El movimiento vecinal eclosionó con fuerza entre 1974 y 1977, pero entró en declive a partir de las primeras elecciones legislativas democráticas y más aún desde las municipales de 1979. Este declive ha sido motivo de un cierto debate sobre la relación con los partidos políticos y el reconocimiento institucional que han recibido las asociaciones de vecinos en la actual democracia. Para unos era el resultado natural del cambio radical del marco político de actuación del movimiento ciudadano: buena parte de sus activistas y líderes lo eran por su militancia en partidos políticos y abandonaron las asociaciones al ser cooptados en los nuevos ayuntamientos democráticos, desde los que actuaron como interlocutores para en gran medida hacer realidad las reivindicaciones vecinales. Para otros muy críticos como M. Castells, el problema radicaría, como tantas cosas que se atribuyen a herencias franquistas pero caen en el debe de la actual democracia, en cierta defensa o bloqueo practicado por los partidos respecto a una política más participativa de base representada por las asociaciones ciudadanas. Lo cierto es que incluso firmes adalides del movimiento ciudadano, entonces y ahora, como Jordi Borja (1977), reconocían ya a finales de 1976 el cambio radical de escenario político que se avecinaba con la llegada de la democracia, cambio que obligaría al movimiento vecinal a reinventarse. El fuerte primer impulso del movimiento, que provocó no pocas sonadas dimisiones de alcaldes franquistas, tenía empuje propio en realidades vividas por los habitantes de la ciudad en su entorno inmediato, pero también era el reflejo de su función vehicular del antifranquismo.

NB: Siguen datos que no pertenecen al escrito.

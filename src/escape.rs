// This Source Code Form is subject to the terms of the Mozilla Public
// License, v. 2.0. If a copy of the MPL was not distributed with this
// file, You can obtain one at http://mozilla.org/MPL/2.0/.

//! Escape testing.  A sample is iterated until it leaves the circle
//! of radius 2 or runs out of iterations, and the iteration at which
//! it left decides which exposure band, if any, it belongs to.

use std::fmt;
use std::ops::Range;

use num::Complex;

/// One of the three exposure bands.
#[derive(Copy, Clone, Debug, PartialEq, Eq, Hash)]
pub enum Channel {
    /// First band tested.
    Red,
    /// Second band tested.
    Green,
    /// Third band tested.
    Blue,
}

impl Channel {
    /// All channels, in matching order.
    pub const ALL: [Channel; 3] = [Channel::Red, Channel::Green, Channel::Blue];

    /// Position of this channel in `ALL`.
    pub fn index(self) -> usize {
        match self {
            Channel::Red => 0,
            Channel::Green => 1,
            Channel::Blue => 2,
        }
    }
}

impl fmt::Display for Channel {
    fn fmt(&self, f: &mut fmt::Formatter) -> fmt::Result {
        let name = match self {
            Channel::Red => "red",
            Channel::Green => "green",
            Channel::Blue => "blue",
        };
        f.write_str(name)
    }
}

/// A half-open band `[min, max)` of escape iterations.  Nothing stops
/// a band from being empty or overlapping another; an empty band
/// simply never matches.
#[derive(Copy, Clone, Debug, PartialEq, Eq)]
pub struct IterationRange {
    /// Smallest escape iteration in the band.
    pub min: usize,
    /// One past the largest escape iteration in the band.
    pub max: usize,
}

impl IterationRange {
    /// The band `[min, max)`.
    pub fn new(min: usize, max: usize) -> Self {
        IterationRange { min, max }
    }

    /// Whether escape iteration `i` falls in the band.
    #[inline]
    pub fn contains(&self, i: usize) -> bool {
        i >= self.min && i < self.max
    }
}

impl From<Range<usize>> for IterationRange {
    fn from(r: Range<usize>) -> Self {
        IterationRange::new(r.start, r.end)
    }
}

impl fmt::Display for IterationRange {
    fn fmt(&self, f: &mut fmt::Formatter) -> fmt::Result {
        write!(f, "[{}, {})", self.min, self.max)
    }
}

/// What happened to one sample.
#[derive(Copy, Clone, Debug, PartialEq)]
pub enum EscapeOutcome {
    /// Left the circle of radius 2 at `iteration`.  `channel` is the
    /// first band containing that iteration, if any.
    Escaped {
        /// Zero-based iteration at which `|z|^2` first reached 4.
        iteration: usize,
        /// Band the orbit is plotted into.
        channel: Option<Channel>,
    },
    /// Still bounded after the iteration limit.
    Bounded,
}

impl EscapeOutcome {
    /// The band and escape iteration, if this sample is to be plotted.
    pub fn target(&self) -> Option<(Channel, usize)> {
        match *self {
            EscapeOutcome::Escaped {
                iteration,
                channel: Some(channel),
            } => Some((channel, iteration)),
            _ => None,
        }
    }
}

/// This is our classic iterator function, which either returns the
/// zero-based iteration at which the point escaped the circle of
/// radius 2, or nothing at all if it was still inside after
/// `max_iterations` steps.
#[inline]
pub fn iterate_sample(c: &Complex<f32>, max_iterations: usize) -> Option<usize> {
    let mut z = Complex::new(0.0_f32, 0.0_f32);
    for i in 0..max_iterations {
        z = *c + z * z;
        if z.norm_sqr() >= 4.0 {
            return Some(i);
        }
    }
    None
}

/// The first band, tested red, green, blue, that contains `i`.
pub fn pick_channel(ranges: &[IterationRange; 3], i: usize) -> Option<Channel> {
    Channel::ALL
        .iter()
        .zip(ranges.iter())
        .find(|(_, range)| range.contains(i))
        .map(|(&channel, _)| channel)
}

/// The largest upper bound across all bands; no sample is iterated
/// further than this.
pub fn overall_max(ranges: &[IterationRange; 3]) -> usize {
    ranges.iter().map(|r| r.max).max().unwrap_or(0)
}

/// Classify one sample against the three bands.
pub fn classify(c: &Complex<f32>, ranges: &[IterationRange; 3]) -> EscapeOutcome {
    match iterate_sample(c, overall_max(ranges)) {
        Some(iteration) => EscapeOutcome::Escaped {
            iteration,
            channel: pick_channel(ranges, iteration),
        },
        None => EscapeOutcome::Bounded,
    }
}

#[cfg(test)]
mod tests {
    use super::*;
    use rand::distributions::{Distribution, Uniform};
    use rand::rngs::StdRng;
    use rand::SeedableRng;

    fn bands(a: Range<usize>, b: Range<usize>, c: Range<usize>) -> [IterationRange; 3] {
        [a.into(), b.into(), c.into()]
    }

    #[test]
    fn points_outside_radius_two_escape_immediately() {
        assert_eq!(iterate_sample(&Complex::new(1.5, 1.5), 10), Some(0));
    }

    #[test]
    fn known_escape_iterations() {
        assert_eq!(iterate_sample(&Complex::new(1.0, 0.0), 10), Some(1));
        assert_eq!(iterate_sample(&Complex::new(0.6, 0.0), 10), Some(3));
        assert_eq!(iterate_sample(&Complex::new(0.5, 0.0), 10), Some(4));
    }

    #[test]
    fn interior_points_never_escape() {
        assert_eq!(iterate_sample(&Complex::new(0.0, 0.0), 1000), None);
        assert_eq!(iterate_sample(&Complex::new(-1.0, 0.0), 1000), None);
        assert_eq!(iterate_sample(&Complex::new(0.0, 1.0), 1000), None);
    }

    #[test]
    fn escape_is_never_reported_past_the_limit() {
        let mut rng = StdRng::seed_from_u64(7);
        let u = Uniform::new(-2.0_f32, 2.0_f32);
        for limit in &[0usize, 1, 5, 50, 500] {
            for _ in 0..2_000 {
                let c = Complex::new(u.sample(&mut rng), u.sample(&mut rng));
                if c.norm_sqr() > 4.0 {
                    continue;
                }
                if let Some(i) = iterate_sample(&c, *limit) {
                    assert!(i < *limit, "{} escaped at {} with limit {}", c, i, limit);
                }
            }
        }
    }

    #[test]
    fn first_matching_band_wins() {
        let overlapping = bands(0..10, 5..20, 0..100);
        assert_eq!(pick_channel(&overlapping, 7), Some(Channel::Red));
        assert_eq!(pick_channel(&overlapping, 12), Some(Channel::Green));
        assert_eq!(pick_channel(&overlapping, 50), Some(Channel::Blue));
        assert_eq!(pick_channel(&overlapping, 100), None);
    }

    #[test]
    fn gaps_and_empty_bands_match_nothing() {
        let gappy = bands(0..2, 5..5, 8..10);
        assert_eq!(pick_channel(&gappy, 3), None);
        assert_eq!(pick_channel(&gappy, 5), None);
        assert_eq!(pick_channel(&gappy, 9), Some(Channel::Blue));
    }

    #[test]
    fn classify_respects_band_bounds() {
        let ranges = bands(0..2, 2..4, 4..6);
        let mut rng = StdRng::seed_from_u64(11);
        let u = Uniform::new(-1.8_f32, 1.8_f32);
        for _ in 0..5_000 {
            let c = Complex::new(u.sample(&mut rng), u.sample(&mut rng));
            if let Some((channel, i)) = classify(&c, &ranges).target() {
                assert!(ranges[channel.index()].contains(i));
            }
        }
    }

    #[test]
    fn classify_reports_unmatched_escapes() {
        let ranges = bands(2..3, 3..4, 4..5);
        assert_eq!(
            classify(&Complex::new(1.5, 1.5), &ranges),
            EscapeOutcome::Escaped {
                iteration: 0,
                channel: None
            }
        );
        assert_eq!(classify(&Complex::new(0.0, 0.0), &ranges), EscapeOutcome::Bounded);
    }

    #[test]
    fn overall_max_is_largest_upper_bound() {
        assert_eq!(overall_max(&bands(0..1024, 1024..2048, 2048..4096)), 4096);
        assert_eq!(overall_max(&bands(0..90, 0..10, 0..30)), 90);
    }
}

Desde la historiografía, Carme Molinero y Pere Ysàs, en De la hegemonía a la autodesctrucción: el PCE 1956-1982 (2017), a propósito del partido más organizado, con más militantes y mayor implicación en los movimientos sociales del antifranquismo, fuese el vecinal o CCOO, advierten que al llegar la legalidad su dirección no buscó la desmovilización. Más bien todo lo contrario, esa implicación era un capital propio que quiso conservar e incrementar, indispensable antes y después de 1977 para evitar su marginación política, “dando una relevancia especial a las asociaciones de vecinos, y profundizar en el papel de dichos movimientos para configurar formas de democracia de base no contrapuestas a la democracia representativa para lograr una sociedad organizada y movilizada”.